Two surfaces, one trail

Cloudbox gives an agent two ways to act, both receipt-backed:

  • Runs (POST /api/runs) — point the agent at a real public GitHub repo and a list of commands. Execution happens inside the CloudboxRunner Durable Object, which fronts a Cloudflare Container. The response is { ok, receipts, runnerReceipts, artifact, diff }.
  • Workspaces (POST /api/computers + /api/c/:id/*) — author a typed ComputerSpec and materialize it into a ComputerDO. The agent then reads files, asks collaborators, writes artifacts, submits decisions, and gets graded against a rubric.

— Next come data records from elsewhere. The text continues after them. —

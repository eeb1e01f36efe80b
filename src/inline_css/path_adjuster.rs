//! Rebase resource URLs of a fetched stylesheet onto the stylesheet's own URL
//!
//! Once an imported sheet is spliced into its parent, relative references in it
//! would otherwise be resolved against the wrong document.

use std::ops::Range;

use super::css_url::{extract_url, format_css_url, is_data_uri};
use super::value::{font_sources, splice, url_token_ranges};
use crate::cssom::{CssRule, DeclarationBlock};

/// Properties whose `url(...)` tokens reference background images
pub(crate) fn is_background_property(name: &str) -> bool {
    name.eq_ignore_ascii_case("background") || name.eq_ignore_ascii_case("background-image")
}

/// Make every relative resource URL in `rules` absolute relative to `base_url`,
/// using the default URL join.
pub fn adjust_paths(base_url: &str, rules: &mut [CssRule]) {
    adjust_paths_with(base_url, rules, &super::utils::join_url);
}

/// [`adjust_paths`] with a caller-supplied join primitive
pub fn adjust_paths_with(
    base_url: &str,
    rules: &mut [CssRule],
    join: &dyn Fn(Option<&str>, &str) -> String,
) {
    let resolve = |url: &str| join(Some(base_url), url);

    for rule in rules.iter_mut() {
        match rule {
            CssRule::Style(style_rule) => adjust_backgrounds(&mut style_rule.style, &resolve),
            CssRule::FontFace(font_face) => adjust_font_sources(&mut font_face.style, &resolve),
            CssRule::Import(import) => {
                import.href = resolve(&import.href);
            }
            CssRule::Other(_) => {}
        }
    }
}

fn adjust_backgrounds(style: &mut DeclarationBlock, resolve: &dyn Fn(&str) -> String) {
    for declaration in style.iter_mut() {
        if !is_background_property(&declaration.name) {
            continue;
        }
        let ranges = url_token_ranges(&declaration.value);
        if let Some(rewritten) = rebase_ranges(&declaration.value, ranges, resolve) {
            declaration.value = rewritten;
        }
    }
}

fn adjust_font_sources(style: &mut DeclarationBlock, resolve: &dyn Fn(&str) -> String) {
    for declaration in style.iter_mut() {
        if !declaration.name.eq_ignore_ascii_case("src") {
            continue;
        }
        let ranges = font_sources(&declaration.value)
            .into_iter()
            .filter_map(|source| source.url)
            .collect();
        if let Some(rewritten) = rebase_ranges(&declaration.value, ranges, resolve) {
            declaration.value = rewritten;
        }
    }
}

/// Rewrite the `url(...)` tokens at `ranges`; `None` when nothing changed
fn rebase_ranges(
    value: &str,
    ranges: Vec<Range<usize>>,
    resolve: &dyn Fn(&str) -> String,
) -> Option<String> {
    let replacements: Vec<(Range<usize>, String)> = ranges
        .into_iter()
        .filter_map(|range| {
            let url = extract_url(&value[range.clone()]).ok()?;
            if is_data_uri(&url) {
                return None;
            }
            let resolved = resolve(&url);
            (resolved != url).then(|| (range, format_css_url(&resolved)))
        })
        .collect();

    (!replacements.is_empty()).then(|| splice(value, replacements))
}
//! Resource loader seam between the inlining engine and the transport

use std::future::Future;
use std::pin::Pin;

use super::errors::FetchError;
use crate::config::InlineOptions;

/// Type alias for a loader future
pub type LoaderFuture<'a, T> = Pin<Box<dyn Future<Output = Result<T, FetchError>> + Send + 'a>>;

/// Everything the engine needs from the outside world.
///
/// URLs handed to the loader have already been joined against the relevant
/// base. `options` is passed through untouched so implementations can honour
/// `cache` (and see `base_url` if they need it).
pub trait ResourceLoader: Send + Sync {
    /// Fetch stylesheet text
    fn fetch_text<'a>(&'a self, url: &'a str, options: &'a InlineOptions) -> LoaderFuture<'a, String>;

    /// Fetch raw bytes (fonts)
    fn fetch_binary<'a>(
        &'a self,
        url: &'a str,
        options: &'a InlineOptions,
    ) -> LoaderFuture<'a, Vec<u8>>;

    /// Fetch an image and return it as a `data:` URI.
    ///
    /// An empty string is a valid result for a zero-byte resource.
    fn image_data_uri<'a>(
        &'a self,
        url: &'a str,
        options: &'a InlineOptions,
    ) -> LoaderFuture<'a, String>;

    /// Join a possibly relative URL onto a base
    fn join_url(&self, base: Option<&str>, url: &str) -> String {
        super::utils::join_url(base, url)
    }
}
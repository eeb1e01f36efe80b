// CSS inliner CLI
//
// Reads a stylesheet from a URL or local path, resolves its @imports and embeds
// background images and fonts as data URIs.

use std::path::PathBuf;
use std::process::ExitCode;

use anyhow::{Context, Result};
use clap::Parser;

use kodegen_tools_inline_css::inline_css::{HttpLoader, InlineConfig, ResourceLoader, inline_stylesheet};
use kodegen_tools_inline_css::utils::input_to_url;
use kodegen_tools_inline_css::{CachePolicy, InlineOptions};

#[derive(Parser)]
#[command(name = "kodegen-inline-css")]
#[command(version, about = "Inline @imports, images and fonts into a single stylesheet", long_about = None)]
#[command(after_help = "EXAMPLES:
    kodegen-inline-css site.css -o bundle.css
    kodegen-inline-css https://example.com/css/main.css --no-cache")]
struct Cli {
    /// Stylesheet URL or local path
    #[arg(value_name = "INPUT")]
    input: String,

    /// Base URL for relative references (defaults to the input's location)
    #[arg(long, value_name = "URL")]
    base_url: Option<String>,

    /// Bypass HTTP caches
    #[arg(long)]
    no_cache: bool,

    /// Write the inlined stylesheet here instead of stdout
    #[arg(short, long, value_name = "FILE")]
    output: Option<PathBuf>,

    /// Exit with a failure status if any resource could not be loaded
    #[arg(long)]
    fail_on_error: bool,

    /// Emit `{css, hasChanges, failures}` as JSON instead of plain CSS
    #[arg(long)]
    json: bool,
}

#[tokio::main]
async fn main() -> Result<ExitCode> {
    env_logger::Builder::from_env(env_logger::Env::default().default_filter_or("info")).init();

    let cli = Cli::parse();

    let input_url = input_to_url(&cli.input)?;
    let cache = if cli.no_cache {
        CachePolicy::None
    } else {
        CachePolicy::Default
    };
    let options = InlineOptions::new()
        .with_base_url(cli.base_url.clone().unwrap_or_else(|| input_url.clone()))
        .with_cache(cache);

    let loader = HttpLoader::new(InlineConfig::default());
    let css = loader
        .fetch_text(&input_url, &options)
        .await
        .with_context(|| format!("Failed to load {}", cli.input))?;

    let result = inline_stylesheet(&css, &loader, &options).await;
    for failure in &result.failures {
        log::warn!("{failure}");
    }

    let rendered = if cli.json {
        serde_json::to_string_pretty(&result).context("Failed to serialise result")?
    } else {
        result.css.clone()
    };

    match &cli.output {
        Some(path) => tokio::fs::write(path, &rendered)
            .await
            .with_context(|| format!("Failed to write {}", path.display()))?,
        None => println!("{rendered}"),
    }

    if cli.fail_on_error && result.has_failures() {
        log::error!("{} resource(s) could not be inlined", result.failures.len());
        return Ok(ExitCode::FAILURE);
    }
    Ok(ExitCode::SUCCESS)
}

Pick the run surface when you have a real repo and a verification command. Pick the workspace surface when you want to constrain the agent’s world and grade its trajectory.

Runs

A run is the simplest unit of agent work. You hand Cloudbox:

type RunInput = {
  repo: string;          // public GitHub HTTPS repo
  commands?: string[];   // setup / change / reproduce commands
  verify?: string[];     // verification commands
  artifact?: string;     // file to return, e.g. HANDOFF.md
  timeoutMs?: number;
};

The runner clones the repo, runs commands, runs verification, captures the requested artifact, and returns a diff. Each step appends a ContainerRunReceipt (clone, command, verify, diff) with exit code, stdout, stderr, and timestamps. Container boot and lifecycle events flow back as runnerReceipts.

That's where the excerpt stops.